◆ What the task requires
Identify each line below containing the string "struct" and copy it.

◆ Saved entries
******************************

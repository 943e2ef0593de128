//! Site settings: a key/value JSON store plus the per-request snapshot.
//!
//! Settings are read-mostly configuration (posts per page, excerpt length).
//! Handlers load a [`PublishSettings`] snapshot once and pass it into the
//! publisher; nothing re-queries settings mid-transaction.

use anyhow::{Context, Result};
use serde::{Deserialize, Serialize};
use sqlx::PgPool;

/// Site settings record.
#[derive(Debug, Clone, Serialize, Deserialize, sqlx::FromRow)]
pub struct SiteSettings {
    /// Setting key.
    pub key: String,

    /// Setting value (JSON).
    pub value: serde_json::Value,

    /// When this setting was last updated.
    pub updated: chrono::DateTime<chrono::Utc>,
}

impl SiteSettings {
    /// Get a setting value by key.
    pub async fn get(pool: &PgPool, key: &str) -> Result<Option<serde_json::Value>> {
        let result = sqlx::query_scalar::<_, serde_json::Value>(
            "SELECT value FROM site_settings WHERE key = $1",
        )
        .bind(key)
        .fetch_optional(pool)
        .await
        .context("failed to get site setting")?;

        Ok(result)
    }

    /// Set a setting value.
    pub async fn set(pool: &PgPool, key: &str, value: serde_json::Value) -> Result<()> {
        sqlx::query(
            r#"
            INSERT INTO site_settings (key, value, updated)
            VALUES ($1, $2, NOW())
            ON CONFLICT (key) DO UPDATE SET value = $2, updated = NOW()
            "#,
        )
        .bind(key)
        .bind(value)
        .execute(pool)
        .await
        .context("failed to set site setting")?;

        Ok(())
    }

    /// Get all settings as a map.
    pub async fn all(
        pool: &PgPool,
    ) -> Result<std::collections::HashMap<String, serde_json::Value>> {
        let settings =
            sqlx::query_as::<_, SiteSettings>("SELECT key, value, updated FROM site_settings")
                .fetch_all(pool)
                .await
                .context("failed to get all site settings")?;

        Ok(settings.into_iter().map(|s| (s.key, s.value)).collect())
    }
}

/// Immutable snapshot of the settings the publishing engine reads.
#[derive(Debug, Clone, Serialize)]
pub struct PublishSettings {
    /// Posts shown per listing page.
    pub posts_per_page: i64,

    /// Character budget for derived excerpts.
    pub excerpt_length: usize,

    /// Whether the public blog shows the author line.
    pub show_author: bool,

    /// Whether comments are accepted on posts.
    pub allow_comments: bool,
}

impl Default for PublishSettings {
    fn default() -> Self {
        Self {
            posts_per_page: 10,
            excerpt_length: 160,
            show_author: true,
            allow_comments: true,
        }
    }
}

impl PublishSettings {
    /// Load the snapshot, falling back to defaults for unset keys.
    pub async fn load(pool: &PgPool) -> Result<Self> {
        let defaults = Self::default();

        // Values feed SQL LIMITs and character budgets; a stored value that
        // slipped past validation falls back to the default instead of
        // breaking every listing
        let posts_per_page = SiteSettings::get(pool, "posts_per_page")
            .await?
            .and_then(|v| v.as_i64())
            .filter(|v| *v > 0)
            .unwrap_or(defaults.posts_per_page);

        let excerpt_length = SiteSettings::get(pool, "excerpt_length")
            .await?
            .and_then(|v| v.as_u64())
            .filter(|v| *v > 0)
            .map(|v| v as usize)
            .unwrap_or(defaults.excerpt_length);

        let show_author = SiteSettings::get(pool, "show_author")
            .await?
            .and_then(|v| v.as_bool())
            .unwrap_or(defaults.show_author);

        let allow_comments = SiteSettings::get(pool, "allow_comments")
            .await?
            .and_then(|v| v.as_bool())
            .unwrap_or(defaults.allow_comments);

        Ok(Self {
            posts_per_page,
            excerpt_length,
            show_author,
            allow_comments,
        })
    }
}

#[cfg(test)]
#[allow(clippy::unwrap_used, clippy::expect_used)]
mod tests {
    use super::*;

    #[test]
    fn defaults() {
        let settings = PublishSettings::default();
        assert_eq!(settings.posts_per_page, 10);
        assert_eq!(settings.excerpt_length, 160);
        assert!(settings.show_author);
        assert!(settings.allow_comments);
    }
}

******************************

◆ Solved problem
pub struct SiteSettings {
pub struct PublishSettings {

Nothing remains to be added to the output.